Leïla ne remarqua pas tout de suite son absence, troublée d’abord par le voile fugace qui venait de faire osciller le masque mercantile et affable du
notaire, transformant son sourire de bienvenue en un rictus auquel aucun qualificatif n’accrochait véritablement, tous ruisselant sur l’ambiguïté de l’expression qu’il lui renvoyait.
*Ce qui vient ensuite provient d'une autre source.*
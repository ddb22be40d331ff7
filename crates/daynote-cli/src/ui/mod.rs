//! TUI rendering — orchestrates all panes.

pub mod compose;
pub mod timeline;

use chrono::Local;
use ratatui::{
  Frame,
  layout::{Constraint, Direction, Layout, Rect},
  style::{Color, Modifier, Style},
  text::{Line, Span},
  widgets::{Block, Paragraph},
};

use crate::app::{App, Focus, NoticeKind, Theme};

// ─── Palette ──────────────────────────────────────────────────────────────────

/// Colours for the active theme.
#[derive(Debug, Clone, Copy)]
pub struct Palette {
  pub bg:     Color,
  pub fg:     Color,
  pub dim:    Color,
  pub accent: Color,
  pub bar:    Color,
}

impl Palette {
  pub fn for_theme(theme: Theme) -> Self {
    match theme {
      Theme::Dark => Self {
        bg:     Color::Black,
        fg:     Color::White,
        dim:    Color::DarkGray,
        accent: Color::Magenta,
        bar:    Color::DarkGray,
      },
      Theme::Light => Self {
        bg:     Color::White,
        fg:     Color::Black,
        dim:    Color::Gray,
        accent: Color::Blue,
        bar:    Color::Gray,
      },
    }
  }
}

// ─── Root draw ────────────────────────────────────────────────────────────────

/// Main draw function called each frame.
pub fn draw(f: &mut Frame, app: &App) {
  let palette = Palette::for_theme(app.theme);
  let area = f.area();

  f.render_widget(Block::default().style(Style::default().bg(palette.bg)), area);

  // Vertical stack: header, compose, timeline, status bar.
  let rows = Layout::default()
    .direction(Direction::Vertical)
    .constraints([
      Constraint::Length(1), // header
      Constraint::Length(7), // compose
      Constraint::Min(0),    // timeline
      Constraint::Length(1), // status bar
    ])
    .split(area);

  draw_header(f, rows[0], &palette);
  compose::draw(f, rows[1], app, &palette);
  timeline::draw(f, rows[2], app, &palette);
  draw_status(f, rows[3], app, &palette);
}

// ─── Header ───────────────────────────────────────────────────────────────────

fn draw_header(f: &mut Frame, area: Rect, palette: &Palette) {
  let date = Local::now().format("%A, %B %-d %Y").to_string();

  let left = Span::styled(
    " ✨ DayNote",
    Style::default()
      .fg(palette.accent)
      .add_modifier(Modifier::BOLD),
  );
  let right = Span::styled(format!("{date} "), Style::default().fg(palette.fg));

  let left_width = left.width() as u16;
  let right_width = right.width() as u16;
  let pad = area
    .width
    .saturating_sub(left_width)
    .saturating_sub(right_width);

  let line = Line::from(vec![left, Span::raw(" ".repeat(pad as usize)), right]);

  f.render_widget(
    Paragraph::new(line).style(Style::default().bg(palette.bar)),
    area,
  );
}

// ─── Status bar ───────────────────────────────────────────────────────────────

fn draw_status(f: &mut Frame, area: Rect, app: &App, palette: &Palette) {
  let (mode_label, hints) = match app.focus {
    Focus::Compose => ("WRITE", "Enter save  Alt+Enter newline  Tab/Esc timeline  Ctrl-C quit"),
    Focus::Timeline => ("READ", "↑↓/jk scroll  Tab/i write  r reload  t theme  q quit"),
  };

  let mode_span = Span::styled(
    format!(" {mode_label} "),
    Style::default()
      .fg(Color::Black)
      .bg(Color::Cyan)
      .add_modifier(Modifier::BOLD),
  );

  let message = match &app.notice {
    Some(n) => {
      let (icon, colour) = match n.kind {
        NoticeKind::Success => ("✔", Color::Green),
        NoticeKind::Error => ("✖", Color::Red),
      };
      Span::styled(
        format!("  {icon} {}", n.text),
        Style::default().fg(colour).add_modifier(Modifier::BOLD),
      )
    }
    None if app.is_saving() => Span::styled(
      "  Analyzing your entry…",
      Style::default().fg(palette.accent),
    ),
    None => Span::styled(format!("  {hints}"), Style::default().fg(palette.dim)),
  };

  f.render_widget(
    Paragraph::new(Line::from(vec![mode_span, message])).style(Style::default().bg(palette.bg)),
    area,
  );
}
//! DayNote HTTP server.
//!
//! Loads [`ServerConfig`], wires a [`SqliteStore`] and a [`GeminiAnalyzer`]
//! into a [`Journal`], and serves the JSON API under `/api` behind a CORS
//! allow-list and request tracing.

use std::{
  path::{Path, PathBuf},
  time::Duration,
};

use anyhow::Context as _;
use axum::{
  Router,
  http::{HeaderValue, Method, header},
};
use daynote_analysis::{DEFAULT_BASE_URL, DEFAULT_MODEL, GeminiAnalyzer, GeminiConfig};
use daynote_core::{Analyzer, Journal, JournalStore};
use daynote_store_sqlite::SqliteStore;
use serde::Deserialize;
use tower_http::{
  cors::{AllowOrigin, CorsLayer},
  trace::TraceLayer,
};

/// Prefix of the environment variables that override the config file.
pub const ENV_PREFIX: &str = "DAYNOTE";

// ─── Configuration ────────────────────────────────────────────────────────────

/// Runtime server configuration: defaults, then the optional TOML file, then
/// `DAYNOTE_*` environment variables.
#[derive(Debug, Deserialize, Clone)]
pub struct ServerConfig {
  pub host:                  String,
  pub port:                  u16,
  /// SQLite file holding the journal. A leading `~/` is expanded.
  pub store_path:            PathBuf,
  pub gemini_api_key:        String,
  pub gemini_model:          String,
  pub gemini_base_url:       String,
  pub analysis_timeout_secs: u64,
  /// Origins allowed to call the API with credentials.
  pub allowed_origins:       Vec<String>,
}

impl ServerConfig {
  /// Load from `path` (optional on disk) and the process environment.
  pub fn load(path: &Path) -> Result<Self, config::ConfigError> {
    Self::from_sources(
      config::File::from(path).required(false),
      config::Environment::with_prefix(ENV_PREFIX),
    )
  }

  /// Layer `file` and `env` over the defaults.
  ///
  /// `allowed_origins` may be given in the environment as a comma-separated
  /// list.
  pub fn from_sources<F>(
    file: F,
    env:  config::Environment,
  ) -> Result<Self, config::ConfigError>
  where
    F: config::Source + Send + Sync + 'static,
  {
    config::Config::builder()
      .set_default("host", "0.0.0.0")?
      .set_default("port", 5000_i64)?
      .set_default("store_path", "daynote.db")?
      .set_default("gemini_api_key", "")?
      .set_default("gemini_model", DEFAULT_MODEL)?
      .set_default("gemini_base_url", DEFAULT_BASE_URL)?
      .set_default("analysis_timeout_secs", 30_i64)?
      .set_default("allowed_origins", vec!["http://localhost:3000"])?
      .add_source(file)
      .add_source(
        env
          .try_parsing(true)
          .list_separator(",")
          .with_list_parse_key("allowed_origins"),
      )
      .build()?
      .try_deserialize()
  }

  pub fn gemini_config(&self) -> GeminiConfig {
    GeminiConfig {
      api_key:  self.gemini_api_key.clone(),
      model:    self.gemini_model.clone(),
      base_url: self.gemini_base_url.clone(),
      timeout:  Duration::from_secs(self.analysis_timeout_secs),
    }
  }

  pub fn address(&self) -> String { format!("{}:{}", self.host, self.port) }
}

// ─── Assembly ─────────────────────────────────────────────────────────────────

/// CORS policy: only `origins`, with credentials.
pub fn cors_layer(origins: &[String]) -> anyhow::Result<CorsLayer> {
  let origins = origins
    .iter()
    .map(|o| {
      HeaderValue::from_str(o.trim_end_matches('/'))
        .with_context(|| format!("invalid allowed origin {o:?}"))
    })
    .collect::<anyhow::Result<Vec<_>>>()?;

  Ok(
    CorsLayer::new()
      .allow_origin(AllowOrigin::list(origins))
      .allow_methods([Method::GET, Method::POST])
      .allow_headers([header::CONTENT_TYPE])
      .allow_credentials(true),
  )
}

/// The full application router: `/api/journal` plus CORS and tracing.
pub fn app<S, A>(journal: Journal<S, A>, config: &ServerConfig) -> anyhow::Result<Router>
where
  S: JournalStore + 'static,
  A: Analyzer + 'static,
{
  Ok(
    Router::new()
      .nest("/api", daynote_api::api_router(journal))
      .layer(cors_layer(&config.allowed_origins)?)
      .layer(TraceLayer::new_for_http()),
  )
}

/// Open the store and build the analyzer described by `config`.
pub async fn journal(
  config: &ServerConfig,
) -> anyhow::Result<Journal<SqliteStore, GeminiAnalyzer>> {
  if config.gemini_api_key.is_empty() {
    tracing::warn!(
      "no Gemini API key configured ({ENV_PREFIX}_GEMINI_API_KEY); \
       entries will be stored with the error fallback analysis"
    );
  }

  let store_path = expand_tilde(&config.store_path);
  let store = SqliteStore::open(&store_path)
    .await
    .with_context(|| format!("failed to open store at {store_path:?}"))?;
  tracing::info!(path = %store_path.display(), "journal store opened");

  let analyzer = GeminiAnalyzer::new(config.gemini_config())
    .context("failed to build Gemini client")?;

  Ok(Journal::new(store.into(), analyzer.into()))
}

/// Expand a leading `~` to the user's home directory.
pub fn expand_tilde(path: &Path) -> PathBuf {
  let s = path.to_string_lossy();
  if let Some(rest) = s.strip_prefix("~/")
    && let Ok(home) = std::env::var("HOME")
  {
    return PathBuf::from(home).join(rest);
  }
  path.to_path_buf()
}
Elle s’était aussi très rapidement sentie perturbée, mal à l’aise, ce qui avait à chaque fois pour effet de lui couper la conscience claire de son
environnement immédiat.
Parce que même si elle n’avait pas voulu être dupe aujourd’hui encore, même si sa stature hâtivement bricolée avait voulu en imposer à ce
quinquagénaire bedonnant et emplir de son aura les moindres recoins de la pièce, le cosy patiné de la décoration à l’ancienne et l’imposant bureau verni avait rapidement fait refluer sa
prestance ; comme un coup à l’estomac avait creusé son torse et fait se voûter ses épaules et son dos pour faire resurgir en elle cette envie qu’elle avait constamment en public de ne pas
déranger, de devenir fine, imperceptible au point qu’elle pourrait être au monde sans même que l’on ne remarque sa présence.
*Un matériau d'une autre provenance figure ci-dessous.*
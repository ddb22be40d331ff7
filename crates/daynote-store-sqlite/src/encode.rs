//! Encoding and decoding helpers between domain types and the plain-text
//! representations stored in SQLite columns.
//!
//! Timestamps are stored as RFC 3339 strings with a fixed number of
//! fractional digits and a `Z` suffix, so lexical order in SQL equals
//! chronological order. UUIDs are stored as hyphenated lowercase strings.

use chrono::{DateTime, SecondsFormat, Utc};
use daynote_core::JournalEntry;
use uuid::Uuid;

use crate::{Error, Result};

// ─── Uuid ─────────────────────────────────────────────────────────────────────

pub fn encode_uuid(id: Uuid) -> String { id.hyphenated().to_string() }

pub fn decode_uuid(s: &str) -> Result<Uuid> { Ok(Uuid::parse_str(s)?) }

// ─── DateTime<Utc> ────────────────────────────────────────────────────────────

pub fn encode_dt(dt: DateTime<Utc>) -> String {
  dt.to_rfc3339_opts(SecondsFormat::Micros, true)
}

pub fn decode_dt(s: &str) -> Result<DateTime<Utc>> {
  DateTime::parse_from_rfc3339(s)
    .map(|dt| dt.with_timezone(&Utc))
    .map_err(|e| Error::DateParse(e.to_string()))
}

// ─── Raw row ──────────────────────────────────────────────────────────────────

/// A `journal_entries` row exactly as read from SQLite.
pub struct RawEntry {
  pub entry_id:   String,
  pub entry:      String,
  pub summary:    String,
  pub mood:       String,
  pub created_at: String,
}

impl RawEntry {
  pub fn from_row(row: &rusqlite::Row<'_>) -> rusqlite::Result<Self> {
    Ok(Self {
      entry_id:   row.get(0)?,
      entry:      row.get(1)?,
      summary:    row.get(2)?,
      mood:       row.get(3)?,
      created_at: row.get(4)?,
    })
  }

  pub fn into_entry(self) -> Result<JournalEntry> {
    Ok(JournalEntry {
      id:         decode_uuid(&self.entry_id)?,
      entry:      self.entry,
      summary:    self.summary,
      mood:       self.mood,
      created_at: decode_dt(&self.created_at)?,
    })
  }
}
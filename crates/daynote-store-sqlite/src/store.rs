//! [`SqliteStore`] — the SQLite implementation of [`JournalStore`].

use std::path::Path;

use chrono::{SubsecRound as _, Utc};
use daynote_core::{JournalEntry, JournalStore, NewEntry};
use uuid::Uuid;

use crate::{
  encode::{encode_dt, encode_uuid, RawEntry},
  schema::SCHEMA,
  Error, Result,
};

// ─── Store ───────────────────────────────────────────────────────────────────

/// A DayNote journal backed by a single SQLite file.
///
/// Cloning is cheap — the inner connection is reference-counted.
#[derive(Clone)]
pub struct SqliteStore {
  conn: tokio_rusqlite::Connection,
}

impl SqliteStore {
  /// Open (or create) a store at `path` and run schema initialisation.
  pub async fn open(path: impl AsRef<Path>) -> Result<Self> {
    let conn = tokio_rusqlite::Connection::open(path).await?;
    let store = Self { conn };
    store.init_schema().await?;
    Ok(store)
  }

  /// Open an in-memory store — useful for testing.
  pub async fn open_in_memory() -> Result<Self> {
    let conn = tokio_rusqlite::Connection::open_in_memory().await?;
    let store = Self { conn };
    store.init_schema().await?;
    Ok(store)
  }

  async fn init_schema(&self) -> Result<()> {
    self
      .conn
      .call(|conn| {
        conn.execute_batch(SCHEMA)?;
        Ok(())
      })
      .await?;
    Ok(())
  }
}

// ─── JournalStore impl ───────────────────────────────────────────────────────

impl JournalStore for SqliteStore {
  type Error = Error;

  async fn insert(&self, input: NewEntry) -> Result<JournalEntry> {
    // Stored with microsecond precision; truncate up front so the returned
    // record matches what a later `list` reads back.
    let entry = JournalEntry {
      id:         Uuid::new_v4(),
      entry:      input.entry,
      summary:    input.summary,
      mood:       input.mood,
      created_at: Utc::now().trunc_subsecs(6),
    };

    let id_str   = encode_uuid(entry.id);
    let at_str   = encode_dt(entry.created_at);
    let text     = entry.entry.clone();
    let summary  = entry.summary.clone();
    let mood     = entry.mood.clone();

    self
      .conn
      .call(move |conn| {
        conn.execute(
          "INSERT INTO journal_entries (entry_id, entry, summary, mood, created_at)
           VALUES (?1, ?2, ?3, ?4, ?5)",
          rusqlite::params![id_str, text, summary, mood, at_str],
        )?;
        Ok(())
      })
      .await?;

    Ok(entry)
  }

  async fn list(&self) -> Result<Vec<JournalEntry>> {
    let raws: Vec<RawEntry> = self
      .conn
      .call(|conn| {
        let mut stmt = conn.prepare(
          "SELECT entry_id, entry, summary, mood, created_at
           FROM journal_entries
           ORDER BY created_at DESC, rowid DESC",
        )?;
        let rows = stmt
          .query_map([], RawEntry::from_row)?
          .collect::<rusqlite::Result<Vec<_>>>()?;
        Ok(rows)
      })
      .await?;

    raws.into_iter().map(RawEntry::into_entry).collect()
  }
}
Elle serra instinctivement son sac à main contre son ventre, et comme dans le bocal de la Grüe quand elle était venue lui demander son après-midi sur
la foi de cette simple instruction de sa sœur hier au téléphone – ta présence est requise à la lecture du testament de maman - regarda ses pompes en murmurant un « Enchantée » presque
imperceptible.
Elle ne savait décidément pas parler aux gens.
Sophie n’était pas là.
Le fauteuil à l’assise râpée situé à côté de celui dans lequel Leïla fut priée de prendre place était vide, et lorsque le téléphone sonna avant même
que la conversation ne puisse s’engager véritablement, elle se demanda un court instant si elle se rendait vraiment bien compte de ce qu’elle faisait.
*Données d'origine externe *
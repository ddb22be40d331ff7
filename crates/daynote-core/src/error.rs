//! Error types for `daynote-core`.

use thiserror::Error;

/// Failure of a [`Journal`](crate::Journal) operation.
///
/// Analysis failures never appear here; they are absorbed by the analyzer.
#[derive(Debug, Error)]
pub enum JournalError<E> {
  #[error("entry is required")]
  EntryRequired,

  #[error("store error: {0}")]
  Store(#[source] E),
}
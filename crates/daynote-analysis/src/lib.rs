//! Entry analysis for DayNote.
//!
//! [`GeminiAnalyzer`] sends an entry to Google's Gemini `generateContent`
//! endpoint with a fixed prompt, pulls the first JSON object out of the
//! model's free-text answer, and reads `summary`/`mood` from it.
//!
//! Failures never leave this crate through the [`Analyzer`] trait:
//!
//! | Situation | Result |
//! |-----------|--------|
//! | JSON object found and decoded | its `summary` and `mood`, verbatim |
//! | no `{...}` in the answer | `("No summary", "Unknown")` |
//! | `{...}` present but not a valid object | `("Error generating summary", "Error")` |
//! | network error, non-2xx, unexpected response shape | `("Error generating summary", "Error")` |
//!
//! [`Analyzer`]: daynote_core::Analyzer

mod gemini;
mod interpret;

pub mod error;

pub use error::{Error, Result};
pub use gemini::{GeminiAnalyzer, GeminiConfig, DEFAULT_BASE_URL, DEFAULT_MODEL};
pub use interpret::{extract_json, interpret, prompt};
//! Journal entry types.
//!
//! An entry is immutable once stored: there is no update or delete path
//! anywhere in the system.

use chrono::{DateTime, Utc};
use serde::{Deserialize, Serialize};
use uuid::Uuid;

/// A persisted journal entry, as returned by the store and the HTTP API.
///
/// Serialises with camelCase keys (`id`, `entry`, `summary`, `mood`,
/// `createdAt`).
#[derive(Debug, Clone, PartialEq, Eq, Serialize, Deserialize)]
#[serde(rename_all = "camelCase")]
pub struct JournalEntry {
  /// Assigned by the store on insert.
  pub id:         Uuid,
  /// The author's text, verbatim.
  pub entry:      String,
  pub summary:    String,
  /// Open vocabulary: any string the analyzer produced.
  pub mood:       String,
  /// Wall-clock time of insertion; assigned by the store.
  pub created_at: DateTime<Utc>,
}

/// Input to [`JournalStore::insert`](crate::store::JournalStore::insert).
///
/// Everything except the store-assigned identity and timestamp.
#[derive(Debug, Clone, PartialEq, Eq)]
pub struct NewEntry {
  pub entry:   String,
  pub summary: String,
  pub mood:    String,
}

impl NewEntry {
  pub fn new(entry: impl Into<String>, analysis: crate::Analysis) -> Self {
    Self {
      entry:   entry.into(),
      summary: analysis.summary,
      mood:    analysis.mood,
    }
  }
}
Elle était là, chez le notaire, assise maladroitement et presque de profil sur la lisière cloutée de l’assise d’un fauteuil de cuir souple qui en son
milieu menaçait de l’engloutir entièrement, à tirer nerveusement sur sa jupe en attendant de savoir si elle avait bien à y être ; si sa mère était vraiment morte ; si un testament dont
elle était à n’en pas douter l’une des bénéficiaires existait bien quelque part au milieu des centaines de feuillets qui boursouflaient les deux énormes pochettes carton posées sur le
bureau, juste devant elle ; si sa sœur allait vraiment venir – mais comment ne s’était-elle pas poser cette question avant, dans la salle d’attente, au lieu de ne penser qu’à des broutilles et
d’épouser bêtement pendant une demi heure les reniflements humides de cette vieille, jusqu’à la nausée ?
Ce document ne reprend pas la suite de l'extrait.